Well, hang on. [Sound of pages flipping] Things on my list-and this is a selfish list-beyond all the things we need to do boathandling wise-actually that list is pretty small because the team is solid, just a great group of people. I’d like to work on lead-push drills from 3 minutes out, bow-to-bow four minutes from the top mark if you’re in the center of the course and one boat’s on starboard, one boat’s on port, and you have four minutes to each layline. Those are difficult, as the starboard tacker, you have the starboard advantage, but you have to do a good job of positioning the boat. So there’s things there to learn. I’d like to continue to work on dial-ups in the pre-start, as the starboard tacker in particular, really doing a good job of positioning the boat, breaking away at the right time to achieve what you want to achieve. There’s certain times, if you’re going to dial somebody up, you want to sit there for a certain period time to get the start that you want. So continuing to evolve there.
Evolving where you’re bow-to-bow at the mark as starboard tacker and you have to tack around the mark without fouling the port tacker, but also defend the lead.
The timing of when to do a soft slamdunk on somebody. Letting the port tacker dip you, getting to the right of you, but tacking at a point where you either pin them, or they can tack out of the pin [as you’re tacking to slam them] and you don’t risk fouling as a boat tacking to port. All these are based on situations we lost at the regatta, boat-on-boat situations, that I didn’t do a very good job of executing so I know I have to do a better job of. We have a plan set out right now for a couple of training sessions before the next one
Will those be in Cup boats?
We’re incredibly fortunate with the Artemis team in that they have access to a couple of RC 44s. So we have a training session scheduled in February.
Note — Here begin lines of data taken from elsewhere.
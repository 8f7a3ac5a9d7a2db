// SPDX-License-Identifier: Apache-2.0
// Copyright (c) 2025 Polyframe Inc.

//! Chunked free-list pool with stable slots
//!
//! Slots live in chunks whose sizes double up to [`MAX_CHUNK_SIZE`]. A chunk
//! is filled with `T::default()` once when it is created and never
//! reallocated, so the address of a slot does not change while the pool is
//! alive. Deallocation only returns the slot to a free list; the value in it
//! is left untouched until the slot is handed out again or the pool is
//! cleared.

use std::ops::{Index, IndexMut};

pub const DEFAULT_FIRST_CHUNK_SIZE: usize = 32;
pub const MAX_CHUNK_SIZE: usize = 1 << 20;

/// Handle to a pool slot
#[derive(Debug, Clone, Copy, PartialEq, Eq, Hash, PartialOrd, Ord)]
pub struct Slot(u32);

impl Slot {
    pub fn from_index(index: usize) -> Self {
        assert!(index <= u32::MAX as usize, "slot index {} out of range", index);
        Slot(index as u32)
    }

    pub fn index(self) -> usize {
        self.0 as usize
    }
}

#[derive(Debug, Clone)]
struct Chunk<T> {
    start: usize,
    items: Box<[T]>,
    // slot indices ready for reuse; the top is served first
    free: Vec<u32>,
    used: usize,
}

impl<T: Default> Chunk<T> {
    fn new(start: usize, size: usize) -> Self {
        assert!(
            start + size <= u32::MAX as usize + 1,
            "pool exceeds {} slots",
            u32::MAX
        );
        Self {
            start,
            items: (0..size).map(|_| T::default()).collect(),
            free: (start..start + size).rev().map(|i| i as u32).collect(),
            used: 0,
        }
    }

    fn reset(&mut self) {
        for item in self.items.iter_mut() {
            *item = T::default();
        }
        let start = self.start;
        self.free.clear();
        self.free
            .extend((start..start + self.items.len()).rev().map(|i| i as u32));
        self.used = 0;
    }
}

impl<T> Chunk<T> {
    fn capacity(&self) -> usize {
        self.items.len()
    }
}

/// Free-list allocator handing out [`Slot`]s
#[derive(Debug, Clone)]
pub struct Pool<T> {
    chunks: Vec<Chunk<T>>,
    // one flag per slot of every chunk, set while the slot is handed out
    live: Vec<bool>,
    current: usize,
    n_available: usize,
    n_allocated: usize,
    slot_bound: usize,
}

impl<T: Default> Pool<T> {
    pub fn new() -> Self {
        Self::with_first_chunk_size(DEFAULT_FIRST_CHUNK_SIZE)
    }

    pub fn with_first_chunk_size(first_chunk_size: usize) -> Self {
        assert!(
            first_chunk_size > 0 && first_chunk_size <= MAX_CHUNK_SIZE,
            "invalid first chunk size {}",
            first_chunk_size
        );
        Self {
            chunks: vec![Chunk::new(0, first_chunk_size)],
            live: vec![false; first_chunk_size],
            current: 0,
            n_available: 0,
            n_allocated: 0,
            slot_bound: 0,
        }
    }

    /// Hands out a slot in O(1) amortized time.
    pub fn allocate(&mut self) -> Slot {
        while self.chunks[self.current].used == self.chunks[self.current].capacity() {
            if self.current + 1 == self.chunks.len() {
                self.push_chunk();
            }
            self.current += 1;
        }

        let chunk = &mut self.chunks[self.current];
        let Some(index) = chunk.free.pop() else {
            unreachable!("chunk free list out of sync with its used count");
        };
        chunk.used += 1;
        self.live[index as usize] = true;

        self.n_available += 1;
        self.n_allocated = self.n_allocated.max(self.n_available);
        self.slot_bound = self.slot_bound.max(index as usize + 1);
        Slot(index)
    }

    /// Returns a slot to the free list of the current chunk.
    ///
    /// The slot must come from this pool and must not already be free.
    pub fn deallocate(&mut self, slot: Slot) {
        assert!(self.n_available > 0, "deallocate on a pool with nothing allocated");
        assert!(
            slot.index() < self.slot_bound,
            "slot {} was never allocated",
            slot.index()
        );
        assert!(self.live[slot.index()], "slot {} is already free", slot.index());
        self.live[slot.index()] = false;

        let chunk = &mut self.chunks[self.current];
        chunk.free.push(slot.0);
        chunk.used -= 1;
        self.n_available -= 1;

        if chunk.used == 0 && self.current > 0 {
            self.current -= 1;
        }
    }

    /// Drops every chunk but the first and resets the pool to its initial state.
    pub fn clear(&mut self) {
        self.chunks.truncate(1);
        self.chunks[0].reset();
        self.live.clear();
        self.live.resize(self.chunks[0].capacity(), false);
        self.current = 0;
        self.n_available = 0;
        self.n_allocated = 0;
        self.slot_bound = 0;
    }

    fn push_chunk(&mut self) {
        let last = &self.chunks[self.chunks.len() - 1];
        let size = (last.capacity() * 2).min(MAX_CHUNK_SIZE);
        let start = last.start + last.capacity();
        self.chunks.push(Chunk::new(start, size));
        self.live.resize(start + size, false);
    }
}

impl<T> Pool<T> {
    /// Number of slots currently handed out.
    pub fn n_available(&self) -> usize {
        self.n_available
    }

    /// Largest number of slots that were handed out at the same time.
    pub fn n_allocated(&self) -> usize {
        self.n_allocated
    }

    /// One past the highest slot index ever handed out.
    pub fn slot_bound(&self) -> usize {
        self.slot_bound
    }

    /// Total number of slots in all chunks.
    pub fn capacity(&self) -> usize {
        self.chunks.iter().map(|c| c.capacity()).sum()
    }

    pub fn chunk_count(&self) -> usize {
        self.chunks.len()
    }

    pub fn get(&self, slot: Slot) -> Option<&T> {
        let (chunk, offset) = self.locate(slot.index())?;
        self.chunks[chunk].items.get(offset)
    }

    pub fn get_mut(&mut self, slot: Slot) -> Option<&mut T> {
        let (chunk, offset) = self.locate(slot.index())?;
        self.chunks[chunk].items.get_mut(offset)
    }

    fn locate(&self, index: usize) -> Option<(usize, usize)> {
        let chunk = self.chunks.partition_point(|c| c.start <= index).checked_sub(1)?;
        Some((chunk, index - self.chunks[chunk].start))
    }
}

impl<T: Default> Default for Pool<T> {
    fn default() -> Self {
        Self::new()
    }
}

impl<T> Index<Slot> for Pool<T> {
    type Output = T;

    fn index(&self, slot: Slot) -> &T {
        match self.get(slot) {
            Some(item) => item,
            None => panic!("slot {} out of range", slot.index()),
        }
    }
}

impl<T> IndexMut<Slot> for Pool<T> {
    fn index_mut(&mut self, slot: Slot) -> &mut T {
        match self.get_mut(slot) {
            Some(item) => item,
            None => panic!("slot {} out of range", slot.index()),
        }
    }
}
And those work because they’re similar in body type to the ACC boats?
They’re nice because they’re long, narrow boats, but they probably accelerate much better than an AC boat. For the most part it’s re-igniting the instinct so that when you’re in those situations you know exactly where the boat is going to end up. I’d like to claim it was something else other than that. In particular, we had two situations that we didn’t do well. But it’s no more complicated than that. That’s the beauty of it, we had so many positive things go for us: we started well, we had great boathandling, we had certain times where there were tough calls and the guys did really good work making those tough calls. But had we finished the regatta in some ways as well as we did some of those things, I think it would’ve been a mis-representation of how much work we have to do to get better. This way, we set the benchmark and from here we go forward.